In 1773 the Spanish held the country south of Tucson, then called Tulquson. Unwilling to leave the rich silver mines, that brought such treasure to the Church, the priests and Spanish settlers gathered around them in their half religious and half military missions; again and again returned to the country, only to be again driven out by the Apaches, so that more than half the priests sent to Arizona were killed by the Indians. And yet the missions, through the fidelity of the Pima and Papagoes, held their own until the revolution for Mexican independence. From that time forward they languished, until suppressed by a decree of the Mexican government in 1827.

In 1824 Sylvester and James Pattie, father and son, from Bardstown, Kentucky, made up a party of one hundred adventurous frontiersmen to trap on the headwaters of the Arkansas. After many adventures in New Mexico the party broke up, and a few of them attempted to cross Arizona to the Pacific. Upon reaching San Diego they were imprisoned, and the father died in prison.

Pauline Weaver, of White County, Tennessee, penetrated Arizona as early as 1832.

As one of the results of the Mexican War, the portion of Arizona north of the Gila River was ceded to the United States February 2, 1848, and the southern portion acquired by the Gadsen purchase of December 30, 1853.

The discovery of gold in California in 1849 made Arizona a highway for the adventurous spirits that pressed across the continent to establish an empire on the Pacific coast. In 1855 the boundary survey was completed by Major Emory and Lieutenant Michler.

In August, 1857, a semi-monthly line of stages was put on between San Antonio, Texas, and San Diego, California. This was followed in August, 1858, by the celebrated Butterfield Overland Express, making semi-weekly trips between St. Louis and San Francisco—time twenty-two days. This was run with great regularity until the rebellion in 1861.

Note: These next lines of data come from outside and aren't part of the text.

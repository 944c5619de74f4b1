//! Probe counter - debounce for flaky-positive checks
//!
//! Some checks report success too early because of read-after-write lag.
//! A probe only passes after `threshold` consecutive positive observations;
//! any negative observation resets it to zero. Counts live in the context,
//! keyed by probe name, so separate probes never interfere.

use crate::context::CallbackContext;

/// Feed one observation into the probe `name`
///
/// Returns `true` once `threshold` consecutive positives have been seen,
/// clearing the counter at that point.
pub fn check(ctx: &mut CallbackContext, name: &str, threshold: u32, observed: bool) -> bool {
    if !observed {
        if ctx.probe_count(name) > 0 {
            log::debug!("probe {name}: negative observation, resetting");
        }
        ctx.set_probe_count(name, 0);
        return false;
    }

    let count = ctx.probe_count(name) + 1;
    if count >= threshold {
        ctx.set_probe_count(name, 0);
        return true;
    }

    log::debug!("probe {name}: {count}/{threshold} consecutive positives");
    ctx.set_probe_count(name, count);
    false
}

/// Evaluate a fallible check through the probe `name`
///
/// An error leaves the counter untouched.
pub fn with_probing<E, F>(
    ctx: &mut CallbackContext,
    name: &str,
    threshold: u32,
    check_fn: F,
) -> Result<bool, E>
where
    F: FnOnce() -> Result<bool, E>,
{
    let observed = check_fn()?;
    Ok(check(ctx, name, threshold, observed))
}
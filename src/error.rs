//! Errors raised while driving handlers and loading scenarios.

use reconcile::Operation;
use thiserror::Error;

#[derive(Debug, Error)]
pub enum Error {
    /// The handler was still in progress when the invocation budget ran out
    #[error("{operation} still in progress after {limit} invocations")]
    InvocationLimit { operation: Operation, limit: usize },

    /// A scenario asks for something the simulator cannot do
    #[error("invalid scenario: {0}")]
    Scenario(String),
}

pub type Result<T> = std::result::Result<T, Error>;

By act of Congress in 1854 Arizona was attached to New Mexico, and a commissioner appointed to survey the boundary.

In 1854 Yuma was laid out under the name of Arizona City. In 1857 a few mining settlements began to spring up in the Mohave country. In 1859 a newspaper was published for a short time at Tubac. The country was nominally a portion of New Mexico, but Santa Fe was far away and the Apaches ruled the land.

In 1857 and again in 1860 efforts were made in Congress to secure the establishment of a separate territorial organization.

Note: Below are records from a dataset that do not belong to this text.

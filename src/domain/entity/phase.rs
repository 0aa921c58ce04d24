use std::fmt::{Display, Formatter, Result as FmtResult};

/// Where a session is in its focus/break cycle.
#[derive(Debug, Clone, Copy, PartialEq, Eq)]
pub enum SessionPhase {
    Idle,
    Focusing,
    OnBreak,
    Paused,
    Completed,
    Cancelled,
}

impl Display for SessionPhase {
    fn fmt(&self, f: &mut Formatter<'_>) -> FmtResult {
        match self {
            Self::Idle => f.write_str("Idle"),
            Self::Focusing => f.write_str("Focusing"),
            Self::OnBreak => f.write_str("On break"),
            Self::Paused => f.write_str("Paused"),
            Self::Completed => f.write_str("Completed"),
            Self::Cancelled => f.write_str("Cancelled"),
        }
    }
}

On the 27th of February, 1862, Captain Hunter with a band of one hundred guerrillas reached Tucson and took possession of Arizona for the Confederate government. The miners fled the country. The Apaches fell upon them, murdering many of them by the way. The Mexicans rushed across the border and stripped the mines of their machinery and improvements, and the country was deserted.

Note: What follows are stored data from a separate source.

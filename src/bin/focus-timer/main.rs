mod cli;
mod setup;

use clap::Parser;
use focus_engine::console::Console;
use snafu::{prelude::*, Whatever};
use tokio::io::BufReader;

use crate::cli::Arguments;

#[snafu::report]
#[tokio::main(flavor = "current_thread")]
async fn main() -> Result<(), Whatever> {
    let arg = Arguments::parse();

    let subscriber = tracing_subscriber::FmtSubscriber::builder()
        .with_max_level(arg.verbosity)
        .with_writer(std::io::stderr)
        .finish();
    tracing::subscriber::set_global_default(subscriber)
        .whatever_context("Could not setup logger")?;

    let engine = setup::bootstrap(&arg).await?;

    Console::new(engine, BufReader::new(tokio::io::stdin()), tokio::io::stdout())
        .run()
        .await
        .whatever_context("Console failed to run")?;

    Ok(())
}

Spurred by the necessities of the case Congress organized the Territory of Arizona, February 24, 1863. From that time to 1874 the history of the Territory was one of fierce struggle with the Apaches, whose power was finally broken by General Crook, when scarcely a warrior capable of bearing arms was left living.

And yet the wild career of the fierce Apache was not an unmingled evil. He kept back the Spanish settlements and thus prevented the land from being covered with large Spanish grants, which are proving so injurious to the adjoining countries of New Mexico and California.

Since the settlement of the Apache the progress of the country has been steady and uninterrupted, and especially rapid since the advent of the Southern Pacific Railroad, in 1878-9. By the census of 1880 it has 40,400 population as against 9,658 in 1870, besides some of the semi-civilized tribes of Moquis, Pima, Papago and Maricopa Indians. These tribes have from the beginning been the friend of the white man, and in many critical periods the white man’s only protection from the incursions of the wild Apache.

During the earlier days of California emigration many a man lost and perishing on their plains was taken to their homes, nourished into strength and sent on his way rejoicing—for all of which they have never received any adequate return from the American people or government. Schools have lately been established among them by the Presbyterian Church.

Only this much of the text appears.